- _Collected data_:
..............................

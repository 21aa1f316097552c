//! 덕트 사이징(ductulator) 관련 모듈 모음.

pub mod session;
pub mod sizing;
pub mod stepping;

pub use session::CalculatorSession;
pub use sizing::*;
pub use stepping::*;
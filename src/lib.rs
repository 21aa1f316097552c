//! 덕트 계산 로직을 라이브러리로 분리하여 CLI 뿐 아니라 다른 화면 계층에서도 쓸 수 있게 한다.

pub mod app;
pub mod config;
pub mod contact;
pub mod duct;
pub mod i18n;
pub mod preferences;
pub mod quantity;
pub mod ui_cli;
pub mod units;
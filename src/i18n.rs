use std::collections::HashMap;
use std::fs;
use std::path::Path;
use sys_locale::get_locale;

use crate::duct::DuctCondition;

/// 문자열 키를 모아두는 네임스페이스.
pub mod keys {
    pub const ERROR_PREFIX: &str = "general.error_prefix";
    pub const APP_EXIT: &str = "general.app_exit";
    pub const INVALID_SELECTION_RETRY: &str = "error.invalid_selection_retry";

    pub const MAIN_MENU_TITLE: &str = "main_menu.title";
    pub const MAIN_MENU_DUCTULATOR: &str = "main_menu.ductulator";
    pub const MAIN_MENU_CONTACT: &str = "main_menu.contact";
    pub const MAIN_MENU_SETTINGS: &str = "main_menu.settings";
    pub const MAIN_MENU_EXIT: &str = "main_menu.exit";
    pub const PROMPT_MENU_SELECT: &str = "prompt.menu_select";

    pub const DUCT_HEADING: &str = "ductulator.heading";
    pub const DUCT_RANGE: &str = "ductulator.range";
    pub const DUCT_CURRENT: &str = "ductulator.current";
    pub const DUCT_NO_VALUE: &str = "ductulator.no_value";
    pub const DUCT_COMMANDS: &str = "ductulator.commands";
    pub const DUCT_PROMPT: &str = "ductulator.prompt";
    pub const DUCT_RECOMMENDATIONS: &str = "ductulator.recommendations";
    pub const DUCT_AT_LIMIT: &str = "ductulator.at_limit";

    pub const COND_SOUND_LABEL: &str = "condition.sound_sensitive.label";
    pub const COND_SOUND_DETAIL: &str = "condition.sound_sensitive.detail";
    pub const COND_FITTINGS_LABEL: &str = "condition.fittings_nearby.label";
    pub const COND_FITTINGS_DETAIL: &str = "condition.fittings_nearby.detail";
    pub const COND_STRAIGHT_LABEL: &str = "condition.straight_duct.label";
    pub const COND_STRAIGHT_DETAIL: &str = "condition.straight_duct.detail";

    pub const CONTACT_HEADING: &str = "contact.heading";
    pub const CONTACT_PROMPT_DETAIL: &str = "contact.prompt_detail";
    pub const CONTACT_UNAVAILABLE: &str = "contact.unavailable";

    pub const SETTINGS_HEADING: &str = "settings.heading";
    pub const SETTINGS_CURRENT: &str = "settings.current";
    pub const SETTINGS_OPTIONS: &str = "settings.options";
    pub const SETTINGS_PROMPT_CHANGE: &str = "settings.prompt_change";
    pub const SETTINGS_INVALID: &str = "settings.invalid";
    pub const SETTINGS_SAVED: &str = "settings.saved";
}

#[derive(Debug, Clone, Copy, PartialEq, Eq)]
pub enum Language {
    Ko,
    En,
}

impl Language {
    fn from_code(code: &str) -> Self {
        let c = code.to_lowercase();
        if c.starts_with("ko") {
            Language::Ko
        } else {
            Language::En
        }
    }
}

/// 런타임 언어 번들을 제공한다.
#[derive(Debug, Clone)]
pub struct Translator {
    lang: Language,
    overrides: Option<HashMap<String, String>>,
}

impl Translator {
    /// 언어 코드(ko/en)에 따라 번역기를 생성한다. 알 수 없는 코드는 en으로 폴백한다.
    pub fn new(lang_code: &str) -> Self {
        Self {
            lang: Language::from_code(lang_code),
            overrides: None,
        }
    }

    /// 언어 코드 + 언어팩 디렉터리(locales/ 등)를 받아서 번역기를 생성한다.
    /// 디렉터리가 없거나 파일이 없으면 내장 문자열만 사용한다.
    pub fn new_with_pack(lang_code: &str, pack_dir: Option<&Path>) -> Self {
        let overrides = pack_dir
            .and_then(|dir| load_overrides(dir, lang_code))
            .or_else(|| load_overrides(Path::new("locales"), lang_code));
        Self {
            lang: Language::from_code(lang_code),
            overrides,
        }
    }

    /// 번역을 가져온다. 언어팩이 우선이고, 한국어 번역이 없으면 영어로 폴백한다.
    pub fn t<'a>(&'a self, key: &str) -> &'a str {
        if let Some(v) = self.overrides.as_ref().and_then(|m| m.get(key)) {
            return v;
        }
        match self.lang {
            Language::Ko => ko(key).unwrap_or_else(|| en(key)),
            Language::En => en(key),
        }
    }

    /// `{name}` 자리표시자를 채운 번역.
    pub fn tf(&self, key: &str, args: &[(&str, &str)]) -> String {
        args.iter()
            .fold(self.t(key).to_string(), |s, (name, value)| {
                s.replace(&format!("{{{name}}}"), value)
            })
    }

    /// 추천 조건 이름.
    pub fn condition_label(&self, condition: DuctCondition) -> &str {
        self.t(match condition {
            DuctCondition::SoundSensitive => keys::COND_SOUND_LABEL,
            DuctCondition::FittingsNearby => keys::COND_FITTINGS_LABEL,
            DuctCondition::StraightDuct => keys::COND_STRAIGHT_LABEL,
        })
    }

    /// 추천 조건 설명.
    pub fn condition_detail(&self, condition: DuctCondition) -> &str {
        self.t(match condition {
            DuctCondition::SoundSensitive => keys::COND_SOUND_DETAIL,
            DuctCondition::FittingsNearby => keys::COND_FITTINGS_DETAIL,
            DuctCondition::StraightDuct => keys::COND_STRAIGHT_DETAIL,
        })
    }
}

/// CLI 플래그/설정/시스템 순으로 언어 코드를 결정한다.
pub fn resolve_language(cli_arg: Option<&str>, config_lang: Option<&str>) -> String {
    cli_arg
        .and_then(normalize_lang)
        .or_else(|| config_lang.and_then(normalize_lang))
        .or_else(detect_system_language)
        .unwrap_or_else(|| "en-us".to_string())
}

fn normalize_lang(code: &str) -> Option<String> {
    let c = code.trim().to_lowercase();
    match c.as_str() {
        other if other.starts_with("ko") => Some("ko".into()),
        other if other.starts_with("en") => Some("en-us".into()),
        _ => None,
    }
}

fn normalize_locale_string(loc: &str) -> Option<String> {
    let lang = loc
        .split(['.', '_', '-'])
        .next()
        .unwrap_or_default()
        .to_lowercase();
    normalize_lang(&lang)
}

/// 시스템 로케일에서 언어를 추정한다.
pub fn detect_system_language() -> Option<String> {
    if let Some(lang) = get_locale().and_then(|loc| normalize_locale_string(&loc)) {
        return Some(lang);
    }
    ["LC_ALL", "LANG"]
        .iter()
        .filter_map(|var| std::env::var(var).ok())
        .find_map(|v| normalize_locale_string(&v))
}

/// TOML 기반 언어팩을 로드한다. 형식: key = "value" 또는 중첩 테이블.
fn load_overrides(dir: &Path, lang: &str) -> Option<HashMap<String, String>> {
    let try_load = |code: &str| -> Option<HashMap<String, String>> {
        let path = dir.join(format!("{code}.toml"));
        let content = fs::read_to_string(path).ok()?;
        parse_toml_to_map(&content)
    };

    // 1) full code (e.g., en-us)
    if let Some(map) = try_load(lang) {
        return Some(map);
    }
    // 2) base code (e.g., en)
    lang.split_once(['-', '_'])
        .and_then(|(base, _)| try_load(base))
}

fn parse_toml_to_map(src: &str) -> Option<HashMap<String, String>> {
    let table: toml::Table = src.parse().ok()?;
    let mut map = HashMap::new();

    fn walk(prefix: &str, val: &toml::Value, out: &mut HashMap<String, String>) {
        match val {
            toml::Value::String(s) => {
                out.insert(prefix.to_string(), s.to_string());
            }
            toml::Value::Table(t) => {
                for (k, v) in t {
                    walk(&format!("{prefix}.{k}"), v, out);
                }
            }
            _ => {}
        }
    }

    for (k, v) in &table {
        walk(k, v, &mut map);
    }

    if map.is_empty() {
        None
    } else {
        Some(map)
    }
}

fn ko(key: &str) -> Option<&'static str> {
    use keys::*;
    Some(match key {
        ERROR_PREFIX => "오류",
        APP_EXIT => "프로그램을 종료합니다.",
        INVALID_SELECTION_RETRY => "잘못된 입력입니다. 다시 선택하세요.",
        MAIN_MENU_TITLE => "\n=== Prihoda Ductulator ===",
        MAIN_MENU_DUCTULATOR => "1) 덕트 계산기",
        MAIN_MENU_CONTACT => "2) 견적 문의",
        MAIN_MENU_SETTINGS => "3) 설정",
        MAIN_MENU_EXIT => "0) 종료",
        PROMPT_MENU_SELECT => "메뉴 선택: ",
        DUCT_HEADING => "\n-- 풍량 --",
        DUCT_RANGE => "최소 {min} / 최대 {max} {unit} / ± {step}",
        DUCT_CURRENT => "풍량: {value} {unit}",
        DUCT_COMMANDS => "+/- 증감, ++/-- [횟수] 길게 누르기, 숫자 입력, t 단위 전환, q 나가기",
        DUCT_PROMPT => "> ",
        DUCT_RECOMMENDATIONS => "추천",
        DUCT_AT_LIMIT => "이미 한계값입니다.",
        COND_SOUND_LABEL => "소음 민감",
        COND_SOUND_DETAIL => "녹음실, 도서관 등은 낮은 풍속이 필요합니다. 소음 감쇠를 고려하세요.",
        COND_FITTINGS_LABEL => "가까운 피팅/방향 전환",
        COND_FITTINGS_DETAIL => "직경의 3배 이내에 엘보나 오프셋이 있으면 난류 소음을 피하기 위해 낮은 풍속이 필요합니다.",
        COND_STRAIGHT_LABEL => "직관",
        COND_STRAIGHT_DETAIL => "패브릭 입구 상류 직경 3배 이내에 피팅이 없습니다.",
        CONTACT_HEADING => "\n-- 견적 문의 --",
        CONTACT_PROMPT_DETAIL => "{detail} (건너뛰려면 엔터): ",
        CONTACT_UNAVAILABLE => "메일 클라이언트를 열 수 없습니다.",
        SETTINGS_HEADING => "\n-- 설정 --",
        SETTINGS_CURRENT => "시작 단위: {unit}, 직경 표시: {diameter}",
        SETTINGS_OPTIONS => "1) CFM  2) 톤  3) 인치  4) mm",
        SETTINGS_PROMPT_CHANGE => "변경할 번호(취소하려면 엔터): ",
        SETTINGS_INVALID => "잘못된 입력이므로 변경하지 않습니다.",
        SETTINGS_SAVED => "설정이 저장되었습니다.",
        _ => return None,
    })
}

fn en(key: &str) -> &'static str {
    use keys::*;
    match key {
        ERROR_PREFIX => "Error",
        APP_EXIT => "Exiting application.",
        INVALID_SELECTION_RETRY => "Invalid input. Please select again.",
        MAIN_MENU_TITLE => "\n=== Prihoda Ductulator ===",
        MAIN_MENU_DUCTULATOR => "1) Ductulator",
        MAIN_MENU_CONTACT => "2) Get Quote Selection",
        MAIN_MENU_SETTINGS => "3) Settings",
        MAIN_MENU_EXIT => "0) Exit",
        PROMPT_MENU_SELECT => "Select menu: ",
        DUCT_HEADING => "\n-- Airflow --",
        DUCT_RANGE => "Min {min} / Max {max} {unit} / ± {step}",
        DUCT_CURRENT => "Airflow: {value} {unit}",
        DUCT_NO_VALUE => "--",
        DUCT_COMMANDS => "+/- step, ++/-- [ticks] hold, type a number, t toggle unit, q back",
        DUCT_PROMPT => "> ",
        DUCT_RECOMMENDATIONS => "Recommendations",
        DUCT_AT_LIMIT => "Already at the limit.",
        COND_SOUND_LABEL => DuctCondition::SoundSensitive.label(),
        COND_SOUND_DETAIL => DuctCondition::SoundSensitive.detail().unwrap_or_default(),
        COND_FITTINGS_LABEL => DuctCondition::FittingsNearby.label(),
        COND_FITTINGS_DETAIL => DuctCondition::FittingsNearby.detail().unwrap_or_default(),
        COND_STRAIGHT_LABEL => DuctCondition::StraightDuct.label(),
        COND_STRAIGHT_DETAIL => DuctCondition::StraightDuct.detail().unwrap_or_default(),
        CONTACT_HEADING => "\n-- Get Quote --",
        CONTACT_PROMPT_DETAIL => "{detail} (Enter to skip): ",
        CONTACT_UNAVAILABLE => "Unable to open email client.",
        SETTINGS_HEADING => "\n-- Settings --",
        SETTINGS_CURRENT => "Start unit: {unit}, diameter display: {diameter}",
        SETTINGS_OPTIONS => "1) CFM  2) Tonnage  3) Inch  4) mm",
        SETTINGS_PROMPT_CHANGE => "Number to change (Enter to cancel): ",
        SETTINGS_INVALID => "Invalid input; nothing changed.",
        SETTINGS_SAVED => "Settings saved.",
        _ => "",
    }
}

#[cfg(test)]
mod tests {
    use super::*;

    #[test]
    fn korean_falls_back_to_english() {
        let tr = Translator::new("ko");
        assert_eq!(tr.t(keys::DUCT_NO_VALUE), "--");
        assert_eq!(tr.t(keys::APP_EXIT), "프로그램을 종료합니다.");
    }

    #[test]
    fn placeholders_are_filled() {
        let tr = Translator::new("en");
        let s = tr.tf(
            keys::DUCT_RANGE,
            &[("min", "50"), ("max", "80,000"), ("unit", "cfm"), ("step", "50")],
        );
        assert_eq!(s, "Min 50 / Max 80,000 cfm / ± 50");
    }

    #[test]
    fn explicit_flag_wins() {
        assert_eq!(resolve_language(Some("ko-KR"), Some("en")), "ko");
        assert_eq!(resolve_language(Some("xx"), Some("en")), "en-us");
    }

    #[test]
    fn language_pack_overrides_builtin() {
        let dir = tempfile::tempdir().unwrap();
        fs::write(
            dir.path().join("en.toml"),
            "[ductulator]\nrecommendations = \"Suggested sizes\"\n",
        )
        .unwrap();
        let tr = Translator::new_with_pack("en-us", Some(dir.path()));
        assert_eq!(tr.t(keys::DUCT_RECOMMENDATIONS), "Suggested sizes");
        assert_eq!(tr.t(keys::DUCT_NO_VALUE), "--");
    }
}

..............................

Look above for the line containing "pub const COND_STRAIGHT_LABEL: &str". Output from there through the line containing "pub struct Translator", exactly and inclusively.

    pub const COND_STRAIGHT_LABEL: &str = "condition.straight_duct.label";
    pub const COND_STRAIGHT_DETAIL: &str = "condition.straight_duct.detail";

    pub const CONTACT_HEADING: &str = "contact.heading";
    pub const CONTACT_PROMPT_DETAIL: &str = "contact.prompt_detail";
    pub const CONTACT_UNAVAILABLE: &str = "contact.unavailable";

    pub const SETTINGS_HEADING: &str = "settings.heading";
    pub const SETTINGS_CURRENT: &str = "settings.current";
    pub const SETTINGS_OPTIONS: &str = "settings.options";
    pub const SETTINGS_PROMPT_CHANGE: &str = "settings.prompt_change";
    pub const SETTINGS_INVALID: &str = "settings.invalid";
    pub const SETTINGS_SAVED: &str = "settings.saved";
}

#[derive(Debug, Clone, Copy, PartialEq, Eq)]
pub enum Language {
    Ko,
    En,
}

impl Language {
    fn from_code(code: &str) -> Self {
        let c = code.to_lowercase();
        if c.starts_with("ko") {
            Language::Ko
        } else {
            Language::En
        }
    }
}

/// 런타임 언어 번들을 제공한다.
#[derive(Debug, Clone)]
pub struct Translator {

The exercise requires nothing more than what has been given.